Giovanni Boccaccio – unser Zeitgenosse? (Franziska Meier)

Kategorie: Aktuelles // Allgemein

Mi., 20. Mai 2026, 19:30 Uhr

Giovanni Boccaccio (1313-1375) gehört mit Dante und Petrarca zu den bekanntesten italienischen Dichtern. Insbesondere sein „Decameron“, aber auch seine „Elegie der Dame Fiammetta“ haben viele Generationen begeistert. 

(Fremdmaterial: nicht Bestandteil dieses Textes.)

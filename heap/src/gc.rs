use std::cell::{Cell, RefCell};

use object::{align_word, BlockHeader, Tagged};

use crate::chunk::{AllocationRange, Chunk};
use crate::heap::{Heap, HeapError, RootProvider};

/// One planned block move of the compaction phase.
struct Relocation {
    src: usize,
    dst: usize,
    size: usize,
    stamp: u64,
}

impl Heap {
    /// Minor collection: scavenge the new space. Every live new-space block
    /// is promoted to the old space; forwarding addresses are written into
    /// the gc word of the abandoned copy (stamps are odd, forwarding
    /// addresses even, so the two states cannot be confused). Roots and
    /// remembered old-space slots are rewritten in place, then the promoted
    /// blocks are scanned transitively. Afterwards the new space is empty.
    pub fn collect_minor(&mut self, roots: &mut dyn RootProvider) -> Result<(), HeapError> {
        let span = tracing::trace_span!("minor_gc").entered();
        let heap: *mut Heap = self;
        let remembered = self.remembered.drain();

        let promoted: RefCell<Vec<*mut u8>> = RefCell::new(Vec::new());
        let promoted_bytes = Cell::new(0usize);
        let failed = Cell::new(false);

        let mut forward = |slot: &mut u64| {
            // SAFETY: slots hold block addresses; chunks are self-aligned.
            unsafe {
                let addr = *slot as usize;
                if !(*heap).in_new_space(addr) {
                    return;
                }
                let block = addr as *mut u8;
                let gc = BlockHeader::of(block).gc_word();
                if gc & 1 == 0 && gc != 0 {
                    // Already promoted; follow the forwarding address.
                    *slot = gc;
                    return;
                }
                let size = ((*heap).size_fn)(block);
                let aligned = align_word(size);
                let Some(dst) = (*heap).promote_allocate(aligned) else {
                    failed.set(true);
                    return;
                };
                core::ptr::copy_nonoverlapping(block, dst as *mut u8, size);
                BlockHeader::of_mut(block).set_gc_word(dst as u64);
                *slot = dst as u64;
                promoted_bytes.set(promoted_bytes.get() + aligned);
                promoted.borrow_mut().push(dst as *mut u8);
            }
        };

        roots.visit_roots(&mut forward);

        for slot in remembered {
            // The slot's containing block may have died or been overwritten
            // since the barrier fired; old-space memory is still mapped, so
            // re-checking the current value is always safe.
            let slot = slot as *mut u64;
            // SAFETY: recorded slots live in old-space chunk storage.
            unsafe {
                if Tagged::from_raw(*slot).is_block() {
                    forward(&mut *slot);
                }
            }
        }

        loop {
            let Some(block) = promoted.borrow_mut().pop() else {
                break;
            };
            // SAFETY: promoted copies are valid blocks in old space.
            unsafe { (self.trace_fn)(block, &mut forward) };
        }
        drop(forward);

        if failed.get() {
            return Err(HeapError::OutOfMemory);
        }

        self.new_space.reset();
        self.minor_collections += 1;
        drop(span);
        let promoted_bytes = promoted_bytes.get();
        tracing::debug!(promoted_bytes, "minor collection finished");
        Ok(())
    }

    /// Full collection: scavenge the new space, then mark-compact the old
    /// space. Compaction is the classic slide: mark from roots, assign each
    /// live block a forwarding address toward the base of its chunk, rewrite
    /// every reference, then move the blocks and restore their identity
    /// stamps.
    pub fn collect_full(&mut self, roots: &mut dyn RootProvider) -> Result<(), HeapError> {
        self.collect_minor(roots)?;
        let span = tracing::trace_span!("full_gc").entered();

        // ── Mark ───────────────────────────────────────────────────
        let worklist: RefCell<Vec<*mut u8>> = RefCell::new(Vec::new());
        let mut mark = |slot: &mut u64| {
            let value = Tagged::from_raw(*slot);
            if !value.is_block() {
                return;
            }
            let addr = value.raw() as usize;
            // SAFETY: live block addresses lie inside our chunks.
            unsafe {
                let chunk = &*Chunk::from_address(addr);
                if !chunk.is_marked(addr) {
                    chunk.mark(addr);
                    worklist.borrow_mut().push(addr as *mut u8);
                }
            }
        };
        roots.visit_roots(&mut mark);
        loop {
            let Some(block) = worklist.borrow_mut().pop() else {
                break;
            };
            // SAFETY: marked blocks are valid.
            unsafe { (self.trace_fn)(block, &mut mark) };
        }
        drop(mark);

        // ── Plan forwarding: slide each chunk's live blocks down ───
        let mut relocations: Vec<Relocation> = Vec::new();
        let mut live_bytes = 0usize;
        for chunk in &mut self.old_space.chunks {
            // SAFETY: chunks are exclusively owned by the heap.
            let chunk = unsafe { chunk.as_mut() };
            let mut cursor = chunk.storage_base();
            for src in chunk.marked_blocks() {
                // SAFETY: marked addresses are block starts.
                let size = unsafe { (self.size_fn)(src as *const u8) };
                let aligned = align_word(size);
                let header = unsafe { BlockHeader::of_mut(src as *mut u8) };
                relocations.push(Relocation {
                    src,
                    dst: cursor,
                    size,
                    stamp: header.gc_word(),
                });
                header.set_gc_word(cursor as u64);
                cursor += aligned;
                live_bytes += aligned;
            }
            chunk.set_range(AllocationRange::new(cursor, chunk.storage_limit()));
        }

        // ── Rewrite references through the forwarding words ────────
        let mut update = |slot: &mut u64| {
            if !Tagged::from_raw(*slot).is_block() {
                return;
            }
            // SAFETY: the slot points at a live (marked) block whose gc word
            // now holds its forwarding address.
            let fwd = unsafe { BlockHeader::of(*slot as *const u8).gc_word() };
            debug_assert!(fwd & 1 == 0, "forwarding word expected");
            *slot = fwd;
        };
        roots.visit_roots(&mut update);
        for relocation in &relocations {
            // SAFETY: blocks have not moved yet; their slots are at `src`.
            unsafe { (self.trace_fn)(relocation.src as *mut u8, &mut update) };
        }
        drop(update);

        // ── Move and restore identity stamps ───────────────────────
        for relocation in &relocations {
            // SAFETY: within a chunk dst <= src and moves run in address
            // order, so earlier moves never overwrite unmoved blocks;
            // `copy` tolerates the overlapping case.
            unsafe {
                if relocation.dst != relocation.src {
                    core::ptr::copy(
                        relocation.src as *const u8,
                        relocation.dst as *mut u8,
                        relocation.size,
                    );
                }
                BlockHeader::of_mut(relocation.dst as *mut u8).set_gc_word(relocation.stamp);
            }
        }

        for chunk in &mut self.old_space.chunks {
            // SAFETY: chunks are exclusively owned by the heap.
            unsafe { chunk.as_mut().clear_marks() };
        }
        self.old_space.rewind();
        self.remembered.clear();
        self.old_chunk_watermark = self.old_space.chunks.len();
        self.full_collections += 1;
        drop(span);
        tracing::debug!(live_bytes, moved = relocations.len(), "full collection finished");
        Ok(())
    }
}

Seismographisch nahm er die Erschütterungen seiner Zeit wahr und reagierte mit seinem vielfältigen Werk – teils sinnenfroh, teils sittenstreng, traditionsbewusst und zukunftsgewandt – auf die Widersprüche einer Welt im Umbruch.

 


Der Vortrag beleuchtet, wie sich heute das Leben dieses Dichters aus dem 14. Jahrhundert, über den sehr wenige historische Zeugnisse überliefert sind, überhaupt noch rekonstruieren lässt. Er stellt dar, in welcher Weise Boccaccio stark in die Renaissance des 15. und 16. Jahrhunderts eingewirkt hat. Die historische Kontextualisierung des Dichters vermag schließlich, sein Leben ebenso wie sein umfangreiches Werk für einige Fragen, die uns heute beschäftigen, besonders interessant zu machen.

Die Veranstaltung ist eine Kooperation mit Deutsch-Italienischen Gesellschaft Oldenburg.

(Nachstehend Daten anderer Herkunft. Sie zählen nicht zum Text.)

//! Stack pointer map properties: every GC-safe pc of a built function has a
//! valid locals region, bitmap slices stay in bounds, and reference slots
//! are classified correctly.

mod common;

use bytecode::Opcode;
use common::Assembler;
use vm::raw::RawType;
use vm::{Arguments, DefnFlags, VmOptions, VM};

fn package_with_reference_traffic() -> Vec<u8> {
    let mut a = Assembler::new("maps", [1, 0, 0]);
    let i64_ty = a.ty(RawType::I64);
    let string_builtin = 2; // builtin class table index of String
    let string_ty = a.ty_builtin_class(string_builtin);
    let greeting = a.string("hello");
    let concat = vm::builtin_id(vm::builtin::STRING_CONCAT_FN.index);
    let length = vm::builtin_id(vm::builtin::STRING_LEN_FN.index);

    // weave(s) = len(s + "hello") computed with strings parked in locals
    // and on the operand stack across calls (each call is a safe point).
    a.add_function("weave", DefnFlags::PUBLIC, i64_ty, &[string_ty], 8, |b| {
        b.start_block();
        b.emit_vbn(Opcode::String, greeting as i64);
        b.emit_vbn(Opcode::StLocal, -1);
        b.emit_vbn(Opcode::LdLocal, 0);
        b.emit_vbn(Opcode::LdLocal, -1);
        b.emit_vbn(Opcode::CallG, concat);
        b.emit_vbn(Opcode::CallG, length);
        b.emit(Opcode::Ret);
    });

    a.bytes()
}

#[test]
fn every_safe_point_has_a_valid_region() {
    let mut vm = VM::new(VmOptions::default());
    let package = vm.load_package_from_bytes(&package_with_reference_traffic()).unwrap();
    let weave = vm.find_function(package, "weave", false).unwrap();

    let greeting = vm.new_string("world, ").unwrap();
    let result = vm
        .call_for_i64(weave, &Arguments::new().add_ref(&greeting))
        .unwrap();
    assert_eq!(result, "world, hello".len() as i64);

    // The map was built lazily on first entry.
    let map = vm.function(weave).stack_map().expect("map built");
    assert!(map.entry_count() >= 2, "two calls, two safe points");

    let (param_offset, param_count) = map.parameters_region();
    assert_eq!(param_offset, 0);
    assert_eq!(param_count, 1);
    assert!(map.bit(0), "the string parameter is a reference");

    // Probe every pc: recorded points return a region inside the bitmap,
    // everything else reports none.
    let instructions_len = vm.function(weave).instructions.len();
    let mut found = 0;
    for pc in 0..=instructions_len {
        if map.search_locals_region(pc).is_some() {
            let (offset, count) = map.locals_region(pc);
            assert!(offset + count <= map.bitmap_length());
            found += 1;
        }
    }
    assert_eq!(found, map.entry_count());
}

#[test]
fn reference_slots_are_marked_and_integers_are_not() {
    let mut vm = VM::new(VmOptions::default());
    let package = vm.load_package_from_bytes(&package_with_reference_traffic()).unwrap();
    let weave = vm.find_function(package, "weave", false).unwrap();

    let greeting = vm.new_string("x").unwrap();
    vm.call_for_i64(weave, &Arguments::new().add_ref(&greeting)).unwrap();
    let map = vm.function(weave).stack_map().unwrap();

    // At the concat call the frame holds: local -1 = String (reference),
    // plus two String operands. At the length call: local -1 = String and
    // one String operand. Every recorded slot in this function is a
    // reference except none — the integer result is produced after the
    // last safe point.
    for entry in 0..map.entry_count() {
        let pc = {
            // Reconstruct via search: entries are sorted by pc.
            let mut pcs = Vec::new();
            for probe in 0..=vm.function(weave).instructions.len() {
                if map.search_locals_region(probe) == Some(entry) {
                    pcs.push(probe);
                }
            }
            pcs[0]
        };
        let (offset, count) = map.locals_region(pc);
        for slot in 0..count {
            assert!(
                map.bit(offset + slot),
                "slot {slot} at pc {pc} should be a reference"
            );
        }
    }
}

Franziska Meier ist Professorin für Romanische Literaturwissenschaft und Komparatistik an der Georg-August-Universität Göttingen und Mitglied der Akademie der Wissenschaften zu Göttingen. Von ihr erschienen u.a. zuletzt „Dantes Göttliche Komödie. Eine Einführung“ (C.H. Beck 2018), „Besuch in der Hölle. Dantes Göttliche Komödie“ (C.H. Beck 2021). Mit einem Nachwort von Franziska Meier versehen erschien außerdem jüngst: Giovanni Boccaccio: „Auf einer Wiese, rings um eine Quelle: Sonette“ (2025).